In der Geschichte der Menschheit wurden schon viele Wege und Konzepte ausprobiert. Auf der einen Seite wurde immer wieder mit Askese versucht, der Wahrheit auf die Schliche zu kommen. Doch der totale Verzicht hat vielfach zu einem tiefen Gefühl des Verlusts geführt, statt zu Erleuchtung. Auf der anderen Seite hat auch ein ausschweifendes Leben im Überfluss die innere Leere über längere Zeit hinweg nicht auszufüllen vermocht. Die Suche nach Erleuchtung mit Hilfe von Drogen ist erfolglos, führt sie doch genau in die Gegenrichtung, noch tiefer hinein in Illusionen und gießt Material aus dem Unterbewusstsein in Fantasie-Erlebnisse. In Halluzinationen ist die Wahrheit nicht zu finden, denn Wahrheit ist Klarheit. Erkenntnis kann nur in einem ungetrübten Geist aufleuchten. Extremismus auf die eine oder andere Seite kann nicht zielführend sein, denn er verleiht der Illusion der Welt eine Wirklichkeit, die sie nicht besitzt, statt deren Bedeutungslosigkeit aufzuzeigen.

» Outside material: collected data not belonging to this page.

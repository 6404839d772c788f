use serde::{Deserialize, Serialize};
use std::time::{SystemTime, UNIX_EPOCH};
use uuid::Uuid;

use crate::services::grading::Grade;

/// The single battle kind this core supports.
pub const BATTLE_KIND_BOSS_RUN: &str = "boss_run";

/// One battle attempt persisted by the storage layer.
#[derive(Debug, Clone, Serialize, Deserialize, PartialEq)]
pub struct RunEntity {
    /// Store-assigned primary key of the run.
    pub id: Uuid,
    /// Owning player.
    pub user_id: Uuid,
    /// Battle kind tag; fixed to [`BATTLE_KIND_BOSS_RUN`] in this core.
    pub battle_kind: String,
    /// Seed driving the battle script, client-supplied or server-generated.
    pub seed: i64,
    /// Server clock at run creation.
    pub started_at: SystemTime,
    /// Server clock at the single successful finish; `None` while active.
    pub finished_at: Option<SystemTime>,
    /// Write-once outcome, populated together with `finished_at`.
    pub outcome: Option<RunOutcome>,
}

impl RunEntity {
    /// Whether the run has already been scored.
    pub fn is_finished(&self) -> bool {
        self.finished_at.is_some()
    }
}

/// Fields required to create a fresh run row; the store assigns the id.
#[derive(Debug, Clone)]
pub struct NewRun {
    /// Owning player.
    pub user_id: Uuid,
    /// Battle kind tag.
    pub battle_kind: String,
    /// Seed driving the battle script.
    pub seed: i64,
    /// Server clock at run creation.
    pub started_at: SystemTime,
}

/// Write-once outcome of a finished run.
#[derive(Debug, Clone, Serialize, Deserialize, PartialEq)]
pub struct RunOutcome {
    /// Whether the boss was defeated.
    pub victory: bool,
    /// Client-reported battle duration, bounds-checked by the validator.
    pub duration_seconds: f64,
    /// Landed hits.
    pub hits: u32,
    /// Critical hits among the landed hits.
    pub crits: u32,
    /// Blocked boss attacks.
    pub blocks: u32,
    /// Best combo streak reached during the run.
    pub max_combo: u32,
    /// Total damage dealt to the boss.
    pub total_damage: u32,
    /// Server-recomputed damage per second; client-reported DPS is discarded.
    pub dps: f64,
    /// Letter grade for the run.
    pub grade: Grade,
    /// Shells awarded; zero on defeat.
    pub reward: u32,
    /// Legacy mirror of `total_damage` kept for the points ledger.
    pub points_total: u32,
}

/// Append-only telemetry record tied to a run.
#[derive(Debug, Clone, Serialize, Deserialize, PartialEq)]
pub struct EventEntity {
    /// Primary key of the event.
    pub id: Uuid,
    /// Run this event belongs to.
    pub run_id: Uuid,
    /// Owner of the run; always matches the run row.
    pub user_id: Uuid,
    /// Short event tag, either a reserved lifecycle marker or a free-form
    /// mid-run action type.
    pub event_type: String,
    /// Opaque structured payload stored as-is.
    pub payload: serde_json::Value,
    /// Server clock at insertion.
    pub created_at: SystemTime,
}

/// Fields required to append an event; the store assigns the id.
#[derive(Debug, Clone)]
pub struct NewEvent {
    /// Run this event belongs to.
    pub run_id: Uuid,
    /// Owner of the run.
    pub user_id: Uuid,
    /// Short event tag.
    pub event_type: String,
    /// Opaque structured payload.
    pub payload: serde_json::Value,
    /// Server clock at insertion.
    pub created_at: SystemTime,
}

/// Best-effort per-hour aggregate keyed by (player, wall-clock hour floor).
///
/// Advisory observability data; losing an increment must never affect the
/// correctness of run or event records.
#[derive(Debug, Clone, Serialize, Deserialize, PartialEq)]
pub struct HourlyStatEntity {
    /// Player the bucket belongs to.
    pub user_id: Uuid,
    /// Unix seconds of the hour floor.
    pub hour_start: i64,
    /// Runs finished in this hour.
    pub runs: u64,
    /// Victories among those runs.
    pub victories: u64,
    /// Cumulative damage dealt.
    pub total_damage: u64,
    /// Cumulative battle duration in seconds.
    pub total_duration_seconds: f64,
    /// Cumulative shells awarded.
    pub total_reward: u64,
    /// Cumulative recomputed DPS.
    pub total_dps: f64,
}

/// Per-run increment merged into an hourly bucket.
#[derive(Debug, Clone, Copy)]
pub struct HourlyDelta {
    /// Whether the run was a victory.
    pub victory: bool,
    /// Damage dealt during the run.
    pub damage: u32,
    /// Run duration in seconds.
    pub duration_seconds: f64,
    /// Shells awarded for the run.
    pub reward: u32,
    /// Recomputed DPS of the run.
    pub dps: f64,
}

/// Floor a timestamp to the wall-clock hour, in unix seconds.
pub fn hour_floor(at: SystemTime) -> i64 {
    let secs = at
        .duration_since(UNIX_EPOCH)
        .map(|elapsed| elapsed.as_secs() as i64)
        .unwrap_or(0);
    secs - secs.rem_euclid(3600)
}

#[cfg(test)]
mod tests {
    use super::*;
    use std::time::Duration;

    #[test]
    fn hour_floor_truncates_to_the_hour() {
        let base = UNIX_EPOCH + Duration::from_secs(1_700_000_000);
        let floored = hour_floor(base);
        assert_eq!(floored % 3600, 0);
        assert!(floored <= 1_700_000_000);
        assert!(1_700_000_000 - floored < 3600);

        let exact = UNIX_EPOCH + Duration::from_secs(1_699_999_200);
        assert_eq!(hour_floor(exact), 1_699_999_200);
    }

    #[test]
    fn runs_start_unfinished() {
        let run = RunEntity {
            id: Uuid::new_v4(),
            user_id: Uuid::new_v4(),
            battle_kind: BATTLE_KIND_BOSS_RUN.to_owned(),
            seed: 7,
            started_at: SystemTime::now(),
            finished_at: None,
            outcome: None,
        };
        assert!(!run.is_finished());
    }
}
//! Boss Run Back binary entrypoint wiring the REST surface, storage supervisor, and tracing.

use std::{env, net::SocketAddr, sync::Arc};

use anyhow::Context;
use axum::Router;
use tokio::net::TcpListener;
use tower_http::{cors::CorsLayer, trace::TraceLayer};
use tracing::info;
use tracing_subscriber::{layer::SubscriberExt, util::SubscriberInitExt};

mod config;
mod dao;
mod dto;
mod error;
mod routes;
mod services;
mod state;

use config::AppConfig;
use dao::{run_store::RunStore, storage::StorageError};
use services::storage_supervisor;
use state::{AppState, SharedState};

#[tokio::main]
async fn main() -> anyhow::Result<()> {
    init_tracing();

    let config = AppConfig::load();
    let app_state = AppState::new(config);

    spawn_store_supervisor(app_state.clone());

    let app = build_router(app_state);

    let port = env::var("PORT")
        .or_else(|_| env::var("SERVER_PORT"))
        .ok()
        .and_then(|value| value.parse::<u16>().ok())
        .unwrap_or(8080);

    let addr = SocketAddr::from(([0, 0, 0, 0], port));
    info!(%addr, "starting server");

    let listener = TcpListener::bind(addr).await.context("binding server")?;
    let service = app.into_make_service();
    axum::serve(listener, service)
        .with_graceful_shutdown(shutdown_signal())
        .await
        .context("serving axum")?;

    Ok(())
}

/// Launch the storage supervisor against the backend selected by `STORE_BACKEND`.
///
/// Defaults to MongoDB; `STORE_BACKEND=memory` runs with the volatile in-process
/// store, which is only suitable for local development.
fn spawn_store_supervisor(state: SharedState) {
    let backend = env::var("STORE_BACKEND").unwrap_or_else(|_| "mongo".into());

    match backend.as_str() {
        #[cfg(feature = "memory-store")]
        "memory" => {
            info!("using in-memory run store; runs will not survive a restart");
            tokio::spawn(storage_supervisor::run(state, connect_memory));
        }
        _ => {
            let uri =
                env::var("MONGO_URI").unwrap_or_else(|_| "mongodb://localhost:27017".into());
            let db_name = env::var("MONGO_DB").ok();
            tokio::spawn(storage_supervisor::run(state, move || {
                connect_mongo(uri.clone(), db_name.clone())
            }));
        }
    }
}

#[cfg(feature = "mongo-store")]
async fn connect_mongo(
    uri: String,
    db_name: Option<String>,
) -> Result<Arc<dyn RunStore>, StorageError> {
    use dao::run_store::mongodb::{MongoConfig, MongoRunStore};

    let config = MongoConfig::from_uri(&uri, db_name.as_deref())
        .await
        .map_err(StorageError::from)?;
    let store = MongoRunStore::connect(config)
        .await
        .map_err(StorageError::from)?;
    Ok(Arc::new(store) as Arc<dyn RunStore>)
}

#[cfg(not(feature = "mongo-store"))]
async fn connect_mongo(
    _uri: String,
    _db_name: Option<String>,
) -> Result<Arc<dyn RunStore>, StorageError> {
    panic!("built without the `mongo-store` feature; set STORE_BACKEND=memory")
}

#[cfg(feature = "memory-store")]
async fn connect_memory() -> Result<Arc<dyn RunStore>, StorageError> {
    use dao::run_store::memory::MemoryRunStore;

    Ok(Arc::new(MemoryRunStore::new()) as Arc<dyn RunStore>)
}

/// Build the top-level router and attach cross-cutting middleware layers.
fn build_router(state: SharedState) -> Router<()> {
    routes::router(state)
        .layer(CorsLayer::permissive())
        .layer(TraceLayer::new_for_http())
}

/// Configure tracing subscribers so logs include spans by default.
fn init_tracing() {
    let env_filter = tracing_subscriber::EnvFilter::try_from_default_env()
        .unwrap_or_else(|_| "info,tower_http=debug".into());
    tracing_subscriber::registry()
        .with(env_filter)
        .with(tracing_subscriber::fmt::layer())
        .init();
}

/// Wait for Ctrl+C or SIGTERM and shut the server down gracefully.
async fn shutdown_signal() {
    #[cfg(unix)]
    {
        use tokio::signal::unix::{SignalKind, signal};

        let mut term = signal(SignalKind::terminate()).expect("install SIGTERM handler");
        tokio::select! {
            _ = tokio::signal::ctrl_c() => {},
            _ = term.recv() => {},
        }
    }

    #[cfg(not(unix))]
    {
        let _ = tokio::signal::ctrl_c().await;
    }
}
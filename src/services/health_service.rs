use tracing::warn;

use crate::{dto::health::HealthResponse, state::SharedState};

/// Respond with a static health payload while logging connectivity issues.
pub async fn health_status(state: &SharedState) -> HealthResponse {
    match state.require_run_store().await {
        Ok(store) => {
            if let Err(err) = store.health_check().await {
                warn!(error = %err, "storage health check failed");
            }
        }
        Err(_) => warn!("storage unavailable (degraded mode)"),
    }

    if state.is_degraded().await {
        HealthResponse::degraded()
    } else {
        HealthResponse::ok()
    }
}
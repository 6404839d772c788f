use std::error::Error;
use thiserror::Error;

/// Result alias for storage operations.
pub type StorageResult<T> = Result<T, StorageError>;

/// Error raised by storage backends regardless of the underlying database.
#[derive(Debug, Error)]
pub enum StorageError {
    #[error("storage unavailable: {message}")]
    Unavailable {
        message: String,
        #[source]
        source: Box<dyn Error + Send + Sync>,
    },
}

impl StorageError {
    /// Construct an unavailable error from any backend failure.
    pub fn unavailable(message: String, source: impl Error + Send + Sync + 'static) -> Self {
        StorageError::Unavailable {
            message,
            source: Box::new(source),
        }
    }
}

Dies musste auch der historische Buddha erfahren, aufgewachsen in einem riesigen Palast mit allem Überfluss und danach einen asketischen Lebensstil pflegend, so dass er schlussendlich auf den mittleren Weg eingeschwenkt war. Aus der antiken griechischen Philosophie ist die Idee der Mäßigung überliefert und der Kurs besagt: "Viele haben sich entschieden, der Welt zu entsagen, obschon sie nach wie vor an ihre Wirklichkeit glauben. Und sie haben unter einem Gefühl des Verlust gelitten und wurden dementsprechend nicht befreit. Andere wieder haben nichts als die Welt gewählt, und sie haben unter einem noch tieferen Gefühl des Verlusts gelitten, das ihnen unverständlich war. Zwischen diesen Pfaden gibt es noch einen anderen Weg, der wegführt von jeglichem Verlust, denn Opfer und Entbehrung werden beide rasch zurückgelassen. Das ist der Weg, der jetzt für dich bestimmt ist." (Ü-I.155.4:2-5:2)

Im Normalzustand wären wir in der stillen Mitte, frei jeden Anhaftens, wie im Handbuch für Lehrer als typische Eigenschaften der Lehrer Gottes beschrieben. Mit fortschreitender Praxis merken wir immer besser, wenn wir uns daraus entfernen und irgendwelchen Erwartungen anhaften. Das ist in etwa gleichbedeutend, wie wenn wir Gott sagen würden, dass Seine Schöpfung unvollkommen sei, uns etwas fehlte und Er deshalb etwas liefern müsste. Das Anhaften an Dingen und Erwartungen, ob positiv oder negativ, liefert Stoff für die Praxis der wahren Vergebung. Erwartungen sind immer auf die Zukunft ausgerichtet, auf Dinge, die ich erreichen oder vermeiden möchte. Sie müssen aus einem Zustand gegenwärtigen Mangels oder Unbehagens herrühren. Damit ist nicht das Lernen und das Aneignen von Kompetenzen gemeint. Lernen können wir immer nur jetzt.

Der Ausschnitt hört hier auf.